I am an Austrian born and bred, and the laws of Austria belong to me as long as I live.

To this, Shutz responds,

But you also happen to be a Jew, if I am not mistaken,

to which Langmann again responds,

A Jew. What does that mean? Perhaps you would be so kind as to tell me what it means?

Dr. Langmann’s futile effort at assimilation mirrored the experiences of many of Germany’s and Austria’s Jews. Convinced that their dedication to their nations would trump their religious identification, these individuals would be forced to confront the reality that, to the governments now in power, they were Jews first and foremost, and no amount of dedication and conviction would erase that fundamental, irrefutable fact.

Dr. Langmann’s situation is but one among many in Badenheim 1939. Appelfeld’s novel depicts characters that represent numerous psychological profiles, including the perennially paranoid Trude, wife of the town’s pharmacist, who cannot see any silver linings around the clouds hovering above. The novel’s reigning optimist, Dr. Pappenheim, eventually begins to acknowledge the hopelessness of the situation, a scene depicted with the appearance of an aging, wheelchair-bound rabbi, and a hoped-for return on the part of some to their native Poland—the next target of Germany’s territorial and genocidal aims. Confronted with the realization that there was nowhere to go and that the only world these people knew had turned against them, Appelfeld’s omniscient narrator observes,

Even Dr. Pappenheim’s optimism faded. The pastry shop owner waved his fists in the direction of the hotel, in fact, in the direction of Pappenheim, and vowed to kill him.

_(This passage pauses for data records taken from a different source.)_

impl PipelineContext {
    pub fn new(queue_capacity: usize) -> Self {
        Self {
            queue: BoundedQueue::new(queue_capacity),
            counters: PipelineCounters::default(),
            reset_lock: Mutex::new(()),
        }
    }

    pub fn queue(&self) -> &BoundedQueue<u32> {
        &self.queue
    }

    pub fn counters(&self) -> CounterSnapshot {
        self.counters.snapshot()
    }

    /// Zero the counters and discard every queued value.
    ///
    /// Values already taken by the compute task belong to the old epoch and
    /// are neither counted nor emitted. Returns how many queued values were
    /// discarded.
    pub fn reset(&self) -> usize {
        let _guard = self.reset_lock.lock();
        let discarded = self.queue.drain();
        self.counters.reset();
        discarded
    }

    /// Queue `value` unless a reset happened since `epoch`.
    ///
    /// `None` means the value belongs to a peer that is already gone;
    /// `Some(Err(value))` means the queue is full.
    fn admit(&self, epoch: u64, value: u32) -> Option<Result<(), u32>> {
        let _guard = self.reset_lock.lock();
        if !self.queue.is_current(epoch) {
            return None;
        }
        Some(self.queue.try_enqueue(value).map(|_| ()))
    }

    /// Count an outcome unless a reset happened since `epoch`.
    fn record(&self, epoch: u64, classification: Classification) -> bool {
        let _guard = self.reset_lock.lock();
        if !self.queue.is_current(epoch) {
            return false;
        }
        self.counters.record(classification);
        true
    }
}

/// Ingest -> bounded queue -> compute, plus the reset handler listening for
/// link events.
pub struct Pipeline<I: Transport, O: Transport, P: StimulusProcessor> {
    ingest_line: Arc<I>,
    output_line: Arc<O>,
    processor: Arc<P>,
    context: Arc<PipelineContext>,
    config: PipelineConfig,
    running: Arc<AtomicBool>,
    handles: Mutex<Vec<JoinHandle<()>>>,
}

impl<I, O, P> Pipeline<I, O, P>
where
    I: Transport + 'static,
    O: Transport + 'static,
    P: StimulusProcessor + 'static,
{
    pub fn new(
        ingest_line: I,
        output_line: O,
        processor: P,
        config: PipelineConfig,
    ) -> Result<Self, PipelineError> {
        config.validate()?;
        Ok(Self {
            ingest_line: Arc::new(ingest_line),
            output_line: Arc::new(output_line),
            processor: Arc::new(processor),
            context: Arc::new(PipelineContext::new(config.queue_capacity)),
            config,
            running: Arc::new(AtomicBool::new(false)),
            handles: Mutex::new(Vec::new()),
        })
    }

    pub fn context(&self) -> Arc<PipelineContext> {
        self.context.clone()
    }

    pub fn counters(&self) -> CounterSnapshot {
        self.context.counters()
    }

    pub fn is_running(&self) -> bool {
        self.running.load(Ordering::SeqCst)
    }

    /// Spawn the ingest, compute and reset tasks, highest priority first.
    pub fn start(&self, link_events: LinkEventReceiver) -> Result<(), PipelineError> {
        if self.running.swap(true, Ordering::SeqCst) {
            return Err(PipelineError::AlreadyRunning);
        }

        let handles = vec![
            self.spawn_ingest_task(),
            self.spawn_compute_task(),
            self.spawn_reset_task(link_events),
        ];
        self.handles.lock().extend(handles);
        info!(
            "pipeline started (queue capacity {})",
            self.context.queue().capacity()
        );
        Ok(())
    }

    /// Abort all pipeline tasks.
    pub fn stop(&self) {
        if !self.running.swap(false, Ordering::SeqCst) {
            return;
        }
        for handle in self.handles.lock().drain(..) {
            handle.abort();
        }
        info!("pipeline stopped");
    }

    fn spawn_ingest_task(&self) -> JoinHandle<()> {
        let line = self.ingest_line.clone();
        let context = self.context.clone();
        let interval = self.config.ingest_interval;
        let retry = self.config.write_retry_interval;

        spawn_task(INGEST_TASK, async move {
            let mut record = [0u8; RECORD_LEN];
            let mut scratch = [0u8; INGEST_CHUNK];
            loop {
                ingest_once(&*line, &context, &mut record, &mut scratch, retry).await;
                delay(interval).await;
            }
        })
    }

    fn spawn_compute_task(&self) -> JoinHandle<()> {
        let line = self.output_line.clone();
        let processor = self.processor.clone();
        let context = self.context.clone();
        let retry = self.config.write_retry_interval;

        spawn_task(COMPUTE_TASK, async move {
            loop {
                compute_once(&*line, &*processor, &context, retry).await;
            }
        })
    }

    fn spawn_reset_task(&self, mut link_events: LinkEventReceiver) -> JoinHandle<()> {
        let context = self.context.clone();

        spawn_task(RESET_TASK, async move {
            while let Some(event) = link_events.recv().await {
                match event {
                    LinkEvent::Connected { line } => info!("{}: peer connected", line),
                    LinkEvent::Disconnected { line } => {
                        let discarded = context.reset();
                        info!(
                            "{}: peer disconnected, counters reset, {} queued value(s) discarded",
                            line, discarded
                        );
                    }
                }
            }
            debug!("link event channel closed");
        })
    }
}
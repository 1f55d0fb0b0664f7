// uart.rs

use log::debug;
use parking_lot::Mutex;
use tokio::sync::Mutex as AsyncMutex;

use crate::ring_buffer::{RingBuffer, RingCallback};
use crate::transport::Transport;

/// Default number of bytes moved per direction in one service pass
pub const DEFAULT_CHUNK_SIZE: usize = 64;

/// Bytes moved by one [`RingBufferedLine::service`] pass
#[derive(Debug, Clone, Copy, PartialEq, Eq, Default)]
pub struct ServiceReport {
    pub received: usize,
    pub transmitted: usize,
}

/// A serial line driven through read/write rings.
///
/// `service` plays the part of the interrupt handler: it moves bytes between
/// the line and the rings and delivers ring notifications. The owner only
/// touches the rings. Callbacks run with the ring unlocked, so a callback may
/// call back into the line (e.g. `read`) without deadlocking.
pub struct RingBufferedLine<T: Transport> {
    line: T,
    ring: Mutex<RingBuffer>,
    // held for a whole service pass so passes never interleave
    scratch: AsyncMutex<Vec<u8>>,
}

impl<T: Transport> RingBufferedLine<T> {
    pub fn new(line: T, read_capacity: usize, write_capacity: usize) -> Self {
        Self::with_chunk_size(line, read_capacity, write_capacity, DEFAULT_CHUNK_SIZE)
    }

    pub fn with_chunk_size(
        line: T,
        read_capacity: usize,
        write_capacity: usize,
        chunk_size: usize,
    ) -> Self {
        Self {
            line,
            ring: Mutex::new(RingBuffer::new(read_capacity, write_capacity)),
            scratch: AsyncMutex::new(vec![0u8; chunk_size.max(1)]),
        }
    }

    pub fn line(&self) -> &T {
        &self.line
    }

    /// Configure the rings (thresholds, enables, setup) under the lock.
    pub fn configure<R>(&self, f: impl FnOnce(&mut RingBuffer) -> R) -> R {
        f(&mut self.ring.lock())
    }

    pub fn register_read_callback(&self, callback: RingCallback, context: usize) {
        self.ring.lock().register_read_callback(Some(callback), context);
    }

    pub fn register_write_callback(&self, callback: RingCallback, context: usize) {
        self.ring.lock().register_write_callback(Some(callback), context);
    }

    pub fn read(&self, out: &mut [u8]) -> usize {
        self.ring.lock().read(out)
    }

    pub fn write(&self, data: &[u8]) -> usize {
        self.ring.lock().write(data)
    }

    pub fn read_count(&self) -> usize {
        self.ring.lock().read_count()
    }

    pub fn write_count(&self) -> usize {
        self.ring.lock().write_count()
    }

    /// Move bytes between the line and the rings once.
    ///
    /// Only as many bytes are taken off the line as the read ring has room
    /// for; the rest stays in the socket. Only bytes the line accepted are
    /// removed from the write ring.
    pub async fn service(&self) -> ServiceReport {
        let mut scratch = self.scratch.lock().await;
        let mut report = ServiceReport::default();

        let room = self.ring.lock().read_free_count().min(scratch.len());
        if room > 0 {
            let read = self.line.receive(&mut scratch[..room]).await;
            // a full-length "read" from a line that just dropped carries no data
            if read > 0 && self.line.is_connected() {
                let (accepted, dispatch) = self.ring.lock().push_received(&scratch[..read]);
                dispatch.fire();
                report.received = accepted;
            }
        }

        let pending = self.ring.lock().pending_transmit(&mut scratch[..]);
        if pending > 0 {
            let sent = self.line.send(&scratch[..pending]).await;
            if sent > 0 {
                let dispatch = self.ring.lock().consume_transmit(sent);
                dispatch.fire();
            }
            report.transmitted = sent;
        }

        if report != ServiceReport::default() {
            debug!(
                "ring service: {} byte(s) in, {} byte(s) out",
                report.received, report.transmitted
            );
        }
        report
    }
}
//! Simulated UART device pipeline
//!
//! Two UART-like lines are emulated over TCP listeners. Numbers arriving on
//! the ingest line are acknowledged, queued and classified by a compute task,
//! which reports the smallest divisor of every composite on the output line.
//! A peer disconnecting on either line resets the pipeline state.

pub mod config;
pub mod pipeline;
pub mod poller;
pub mod processor;
pub mod ring_buffer;
pub mod scheduler;
pub mod transport;
pub mod uart;

// Re-export main types for convenience
pub use config::{ConfigError, PipelineConfig};
pub use pipeline::{CounterSnapshot, Pipeline, PipelineContext, PipelineError};
pub use poller::LinePoller;
pub use processor::{Classification, DelayedProcessor, SmallestDivisorProcessor, StimulusProcessor};
pub use ring_buffer::{RingBuffer, RingCallback, RingEvent};
pub use transport::{
    link_channel, Error, LinkEvent, LinkEventReceiver, LinkEventSender, Transport,
    VirtualSerialTransport,
};
pub use uart::RingBufferedLine;
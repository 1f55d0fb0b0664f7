// transport.rs

use async_trait::async_trait;
use log::{debug, info, warn};
use parking_lot::RwLock;
use std::io::{self, Read, Write};
use std::net::{Shutdown, SocketAddr, TcpListener, TcpStream};
use std::sync::atomic::{AtomicU64, Ordering};
use std::sync::Arc;
use thiserror::Error;
use tokio::net::TcpSocket;
use tokio::sync::mpsc;

/// At most one peer waits in the accept queue per line
const LISTEN_BACKLOG: u32 = 1;

/// Error types for the transport layer
#[derive(Debug, Error)]
pub enum Error {
    #[error("failed to bind line {name} on {addr}: {source}")]
    Bind {
        name: String,
        addr: SocketAddr,
        #[source]
        source: io::Error,
    },
    #[error("I/O error: {0}")]
    Io(#[from] io::Error),
}

/// Connection lifecycle notice published by a line
#[derive(Debug, Clone, PartialEq, Eq)]
pub enum LinkEvent {
    Connected { line: String },
    Disconnected { line: String },
}

impl LinkEvent {
    pub fn line(&self) -> &str {
        match self {
            LinkEvent::Connected { line } | LinkEvent::Disconnected { line } => line,
        }
    }
}

pub type LinkEventSender = mpsc::UnboundedSender<LinkEvent>;
pub type LinkEventReceiver = mpsc::UnboundedReceiver<LinkEvent>;

/// Channel carrying [`LinkEvent`]s from the lines to whoever resets state on disconnect.
pub fn link_channel() -> (LinkEventSender, LinkEventReceiver) {
    mpsc::unbounded_channel()
}

/// Trait defining the serial line interface
///
/// None of the operations block. Transient conditions are reported through
/// the returned byte counts rather than errors: a line without a peer sends
/// and receives nothing, and a short count is the only backpressure signal.
#[async_trait]
pub trait Transport: Send + Sync {
    /// Write as much of `data` as the line takes right now.
    ///
    /// # Returns
    ///
    /// * `usize` - Bytes written, 0 when no peer is connected
    async fn send(&self, data: &[u8]) -> usize;

    /// Read whatever is buffered, up to `buffer.len()` bytes.
    ///
    /// When the peer has closed its side the line drops to disconnected and
    /// the call reports `buffer.len()` so that read loops terminate.
    ///
    /// # Returns
    ///
    /// * `usize` - Bytes read, 0 when nothing is buffered or no peer is connected
    async fn receive(&self, buffer: &mut [u8]) -> usize;

    /// Like [`receive`](Self::receive) but leaves the bytes in place.
    ///
    /// Reports `buffer.len()` when no peer is connected, so it is only good
    /// for spotting a closed peer, not for deciding whether data is waiting.
    async fn peek(&self, buffer: &mut [u8]) -> usize;

    /// Whether a peer is currently attached
    fn is_connected(&self) -> bool;
}

#[derive(Debug, Clone, Copy)]
enum ReadMode {
    Consume,
    Peek,
}

struct Connection {
    stream: TcpStream,
    // distinguishes this peer from earlier ones on the same line
    generation: u64,
}

struct Endpoint {
    name: String,
    listener: TcpListener,
    // `Some` exactly while a peer is connected
    connection: RwLock<Option<Connection>>,
    accepted: AtomicU64,
    events: Option<LinkEventSender>,
}

/// A UART-like line emulated over a TCP listener.
///
/// Cloning is cheap and every clone refers to the same line, so the task that
/// reads or writes the line and the poller that accepts peers can each hold one.
#[derive(Clone)]
pub struct VirtualSerialTransport {
    inner: Arc<Endpoint>,
}

impl VirtualSerialTransport {
    /// Bind and listen for a peer on `addr`.
    ///
    /// The listener accepts without blocking and each accepted connection has
    /// Nagle's algorithm turned off, since lines mostly carry tiny writes.
    ///
    /// # Arguments
    ///
    /// * `name` - Line name used in logs and link events (e.g. "U2")
    /// * `addr` - Address to listen on; port 0 picks a free port
    /// * `events` - Where to publish connect/disconnect notices
    ///
    /// # Panics
    ///
    /// Must be called from within a Tokio runtime.
    pub fn open(
        name: &str,
        addr: SocketAddr,
        events: Option<LinkEventSender>,
    ) -> Result<Self, Error> {
        let listener = bind_listener(addr).map_err(|source| Error::Bind {
            name: name.to_string(),
            addr,
            source,
        })?;

        match listener.local_addr() {
            Ok(local) => info!("{}: listening on {}", name, local),
            Err(_) => info!("{}: listening on {}", name, addr),
        }

        Ok(Self {
            inner: Arc::new(Endpoint {
                name: name.to_string(),
                listener,
                connection: RwLock::new(None),
                accepted: AtomicU64::new(0),
                events,
            }),
        })
    }

    pub fn name(&self) -> &str {
        &self.inner.name
    }

    /// Address the listener is bound to
    pub fn local_addr(&self) -> Result<SocketAddr, Error> {
        Ok(self.inner.listener.local_addr()?)
    }

    /// Install a pending peer, if there is one.
    ///
    /// Does nothing while a peer is already connected, so it is safe to call
    /// on every poll.
    ///
    /// # Returns
    ///
    /// * `bool` - true if a new peer was installed
    pub fn try_accept(&self) -> bool {
        if self.is_connected() {
            return false;
        }

        let (stream, peer) = match self.inner.listener.accept() {
            Ok(accepted) => accepted,
            Err(e) if e.kind() == io::ErrorKind::WouldBlock => return false,
            Err(e) => {
                debug!("{}: accept failed: {}", self.inner.name, e);
                return false;
            }
        };

        if let Err(e) = configure_stream(&stream) {
            warn!("{}: dropping peer {}: {}", self.inner.name, peer, e);
            return false;
        }

        {
            let mut connection = self.inner.connection.write();
            if connection.is_some() {
                return false;
            }
            let generation = self.inner.accepted.fetch_add(1, Ordering::Relaxed) + 1;
            *connection = Some(Connection { stream, generation });
        }

        info!("{}: accepted connection from {}", self.inner.name, peer);
        self.publish(LinkEvent::Connected {
            line: self.inner.name.clone(),
        });
        true
    }

    /// Drop the current peer, if any.
    pub fn close(&self) {
        self.disconnect(None);
    }

    /// Drop the peer, but only if it is still the one from `generation` when
    /// one is given.
    fn disconnect(&self, generation: Option<u64>) {
        let previous = {
            let mut connection = self.inner.connection.write();
            match (connection.as_ref(), generation) {
                (Some(current), Some(expected)) if current.generation != expected => None,
                _ => connection.take(),
            }
        };
        if let Some(Connection { stream, .. }) = previous {
            let _ = stream.shutdown(Shutdown::Both);
            info!("{}: connection closed", self.inner.name);
            self.publish(LinkEvent::Disconnected {
                line: self.inner.name.clone(),
            });
        }
    }

    fn publish(&self, event: LinkEvent) {
        if let Some(events) = &self.inner.events {
            if events.send(event).is_err() {
                debug!("{}: no one is listening for link events", self.inner.name);
            }
        }
    }

    fn write_now(&self, data: &[u8]) -> usize {
        let connection = self.inner.connection.read();
        let Some(current) = connection.as_ref() else {
            return 0;
        };

        let mut stream: &TcpStream = &current.stream;
        match stream.write(data) {
            Ok(written) => written,
            Err(e) if e.kind() == io::ErrorKind::WouldBlock => 0,
            Err(e) => {
                debug!("{}: send failed: {}", self.inner.name, e);
                0
            }
        }
    }

    fn read_now(&self, buffer: &mut [u8], mode: ReadMode) -> usize {
        let (result, generation) = {
            let connection = self.inner.connection.read();
            let Some(current) = connection.as_ref() else {
                return match mode {
                    ReadMode::Consume => 0,
                    ReadMode::Peek => buffer.len(),
                };
            };

            let result = match mode {
                ReadMode::Consume => {
                    let mut stream: &TcpStream = &current.stream;
                    stream.read(buffer)
                }
                ReadMode::Peek => current.stream.peek(buffer),
            };
            (result, current.generation)
        };

        match result {
            Ok(0) if !buffer.is_empty() => {
                debug!("{}: peer closed its side ({:?})", self.inner.name, mode);
                self.disconnect(Some(generation));
                buffer.len()
            }
            Ok(read) => read,
            Err(e) if e.kind() == io::ErrorKind::WouldBlock => 0,
            Err(e) => {
                debug!("{}: {:?} failed: {}", self.inner.name, mode, e);
                0
            }
        }
    }
}

#[async_trait]
impl Transport for VirtualSerialTransport {
    async fn send(&self, data: &[u8]) -> usize {
        self.write_now(data)
    }

    async fn receive(&self, buffer: &mut [u8]) -> usize {
        self.read_now(buffer, ReadMode::Consume)
    }

    async fn peek(&self, buffer: &mut [u8]) -> usize {
        self.read_now(buffer, ReadMode::Peek)
    }

    fn is_connected(&self) -> bool {
        self.inner.connection.read().is_some()
    }
}

fn bind_listener(addr: SocketAddr) -> io::Result<TcpListener> {
    let socket = if addr.is_ipv4() {
        TcpSocket::new_v4()?
    } else {
        TcpSocket::new_v6()?
    };
    socket.set_reuseaddr(true)?;
    socket.bind(addr)?;

    let listener = socket.listen(LISTEN_BACKLOG)?.into_std()?;
    listener.set_nonblocking(true)?;
    Ok(listener)
}

fn configure_stream(stream: &TcpStream) -> io::Result<()> {
    stream.set_nonblocking(true)?;
    stream.set_nodelay(true)?;
    Ok(())
}
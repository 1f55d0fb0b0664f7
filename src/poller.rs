// poller.rs

use std::time::Duration;
use tokio::task::JoinHandle;

use crate::scheduler::{delay, spawn_task, TaskPriority, TaskSpec};
use crate::transport::{Transport, VirtualSerialTransport};

pub const POLLER_TASK: TaskSpec = TaskSpec::new("line_poller", TaskPriority::Low);

/// Accepts peers on idle lines and watches connected ones for a closed peer.
pub struct LinePoller {
    lines: Vec<VirtualSerialTransport>,
    interval: Duration,
}

impl LinePoller {
    pub fn new(lines: Vec<VirtualSerialTransport>, interval: Duration) -> Self {
        Self { lines, interval }
    }

    /// One pass over every line.
    ///
    /// A one-byte peek is enough to notice a closed peer; the line publishes
    /// the disconnect itself.
    pub async fn poll_once(&self) {
        let mut probe = [0u8; 1];
        for line in &self.lines {
            if line.is_connected() {
                line.peek(&mut probe).await;
            } else {
                line.try_accept();
            }
        }
    }

    pub async fn run(self) {
        loop {
            self.poll_once().await;
            delay(self.interval).await;
        }
    }

    pub fn spawn(self) -> JoinHandle<()> {
        spawn_task(POLLER_TASK, self.run())
    }
}
// scheduler.rs

use std::future::Future;
use std::sync::atomic::{AtomicU64, Ordering};
use std::time::Duration;

use crossbeam_channel::{bounded, Receiver, Sender, TrySendError};
use log::debug;
use tokio::sync::Notify;
use tokio::task::JoinHandle;

/// Relative priority of a pipeline task.
///
/// Tokio does not preempt by priority, so this only decides spawn order
/// (highest first) and shows up in the logs.
#[derive(Debug, Clone, Copy, PartialEq, Eq, PartialOrd, Ord)]
pub enum TaskPriority {
    Low,
    Normal,
    High,
}

/// Name and priority of a long-running task
#[derive(Debug, Clone, Copy, PartialEq, Eq)]
pub struct TaskSpec {
    pub name: &'static str,
    pub priority: TaskPriority,
}

impl TaskSpec {
    pub const fn new(name: &'static str, priority: TaskPriority) -> Self {
        Self { name, priority }
    }
}

/// Spawn a task that runs for the lifetime of the process (or until aborted).
pub fn spawn_task<F>(spec: TaskSpec, future: F) -> JoinHandle<()>
where
    F: Future<Output = ()> + Send + 'static,
{
    debug!("spawning task '{}' at {:?} priority", spec.name, spec.priority);
    tokio::spawn(future)
}

/// Cooperatively give up the processor for `duration`.
pub async fn delay(duration: Duration) {
    if duration.is_zero() {
        tokio::task::yield_now().await;
    } else {
        tokio::time::sleep(duration).await;
    }
}

/// An item handed out by [`BoundedQueue::dequeue`], tagged with the queue
/// epoch it was enqueued under.
#[derive(Debug, Clone, Copy, PartialEq, Eq)]
pub struct Queued<T> {
    pub value: T,
    pub epoch: u64,
}

/// Fixed-capacity FIFO shared by one producer, one consumer and a reset path.
///
/// Every [`drain`](Self::drain) starts a new epoch once the queue is empty.
/// An enqueue that races a drain lands an item tagged with the old epoch;
/// `dequeue` drops such items instead of handing them to the consumer.
pub struct BoundedQueue<T> {
    sender: Sender<Queued<T>>,
    receiver: Receiver<Queued<T>>,
    capacity: usize,
    epoch: AtomicU64,
    available: Notify,
}

impl<T: Send> BoundedQueue<T> {
    /// Create a queue holding at most `capacity` items (at least one).
    pub fn new(capacity: usize) -> Self {
        let capacity = capacity.max(1);
        let (sender, receiver) = bounded(capacity);
        Self {
            sender,
            receiver,
            capacity,
            epoch: AtomicU64::new(0),
            available: Notify::new(),
        }
    }

    pub fn capacity(&self) -> usize {
        self.capacity
    }

    pub fn len(&self) -> usize {
        self.receiver.len()
    }

    pub fn is_empty(&self) -> bool {
        self.receiver.is_empty()
    }

    pub fn epoch(&self) -> u64 {
        self.epoch.load(Ordering::Acquire)
    }

    /// Whether nothing has been drained since `epoch` was observed.
    pub fn is_current(&self, epoch: u64) -> bool {
        self.epoch() == epoch
    }

    /// Append `value` at the tail without waiting.
    ///
    /// Returns the epoch the value was queued under, or hands the value
    /// back when the queue is full.
    pub fn try_enqueue(&self, value: T) -> Result<u64, T> {
        let epoch = self.epoch();
        match self.sender.try_send(Queued { value, epoch }) {
            Ok(()) => {
                self.available.notify_one();
                Ok(epoch)
            }
            Err(TrySendError::Full(item)) | Err(TrySendError::Disconnected(item)) => Err(item.value),
        }
    }

    /// Take the head of the queue, waiting as long as it takes.
    pub async fn dequeue(&self) -> Queued<T> {
        loop {
            let notified = self.available.notified();
            match self.receiver.try_recv() {
                Ok(item) if self.is_current(item.epoch) => return item,
                Ok(item) => {
                    debug!("dropping item queued under stale epoch {}", item.epoch);
                }
                Err(_) => notified.await,
            }
        }
    }

    /// Discard everything queued and start a new epoch. Returns how many
    /// items were discarded.
    pub fn drain(&self) -> usize {
        let mut discarded = 0;
        while self.receiver.try_recv().is_ok() {
            discarded += 1;
        }
        // only items tagged with the new epoch can survive from here on
        self.epoch.fetch_add(1, Ordering::AcqRel);
        discarded
    }
}
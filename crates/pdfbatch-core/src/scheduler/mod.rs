//! Batch scheduler: runs the runnable jobs of a batch under one policy.
//!
//! `execute` resolves only after every job it started is terminal. A
//! failed job never aborts the batch under either policy.

mod parallel;
mod progress;
mod sequential;

pub use parallel::run_parallel;
pub use progress::{overall_progress, JobEvent};
pub use sequential::run_sequential;

use std::str::FromStr;

use crate::job::JobStatus;
use crate::report::{ErrorKind, JobError};
use crate::runner::RunContext;
use crate::store::{Claim, JobUpdate};

/// Execution policy, chosen per `execute` call.
#[derive(Debug, Clone, Copy, PartialEq, Eq, Default)]
pub enum Policy {
    /// Up to `max_parallel` jobs in flight at once.
    #[default]
    Parallel,
    /// One job at a time, in batch order.
    Sequential,
}

impl FromStr for Policy {
    type Err = String;

    fn from_str(s: &str) -> Result<Self, Self::Err> {
        match s.trim().to_ascii_lowercase().as_str() {
            "parallel" => Ok(Policy::Parallel),
            "sequential" => Ok(Policy::Sequential),
            other => Err(format!("invalid policy '{other}' (expected parallel or sequential)")),
        }
    }
}

/// Counts for one `execute` call.
#[derive(Debug, Clone, Copy, Default, PartialEq, Eq)]
pub struct RunOutcome {
    /// Jobs selected and started.
    pub ran: usize,
    pub completed: usize,
    pub failed: usize,
}

/// Claim every idle job for this run, in batch order. Jobs queued or in
/// flight under another run are theirs; completed and failed jobs are left
/// alone.
fn select(ctx: &RunContext) -> Vec<Claim> {
    ctx.store
        .all()
        .into_iter()
        .filter(|job| job.status() == JobStatus::Idle)
        .filter_map(|job| ctx.claim(&job.id))
        .collect()
}

/// Any selected job still in flight after its task ended died with its
/// task; settle it so the batch is never left hanging. Jobs removed or
/// re-admitted meanwhile are no longer ours and are left alone.
fn sweep(ctx: &RunContext, selected: &[Claim]) {
    for claim in selected {
        let Some(job) = ctx.store.get(claim.id()) else {
            continue;
        };
        if job.phase.is_terminal() {
            continue;
        }
        let aborted = JobError::new(ErrorKind::Network, "job task aborted");
        if ctx.record(claim, JobUpdate::Failed(aborted)).is_some() {
            tracing::warn!(job = %claim.id(), status = %job.status(), "job task ended early");
        }
    }
}

/// Run every idle job under `policy` and wait until all of them settle.
/// Jobs another concurrent `execute` already claimed are skipped.
pub async fn execute(ctx: RunContext, policy: Policy, max_parallel: usize) -> RunOutcome {
    let selected = select(&ctx);
    if selected.is_empty() {
        tracing::info!("nothing to run");
        return RunOutcome::default();
    }
    tracing::info!(jobs = selected.len(), ?policy, "batch run started");

    match policy {
        Policy::Parallel => run_parallel(&ctx, &selected, max_parallel).await,
        Policy::Sequential => run_sequential(&ctx, &selected).await,
    }
    sweep(&ctx, &selected);

    let mut outcome = RunOutcome {
        ran: selected.len(),
        ..RunOutcome::default()
    };
    for claim in &selected {
        match ctx.store.get(claim.id()).map(|j| j.status()) {
            Some(JobStatus::Completed) => outcome.completed += 1,
            Some(JobStatus::Failed) => outcome.failed += 1,
            _ => {}
        }
    }
    tracing::info!(
        ran = outcome.ran,
        completed = outcome.completed,
        failed = outcome.failed,
        "batch run finished"
    );
    outcome
}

Badenheim 1939 is considered a great book about the Holocaust because it so perfectly captures the disintegration of once-vibrant communities in the face of murderous, state-sanctioned racism. It employs comedic devices and creates a surrealistic atmosphere. It depicts the proverbial "wandering Jews," a desperate people fleeing persecution only to find it where ever they go, with the ultimate manifestation of inhumanity looming right around the corner. Whether Badenheim 1939 is “the best” book about the Holocaust is open to debate.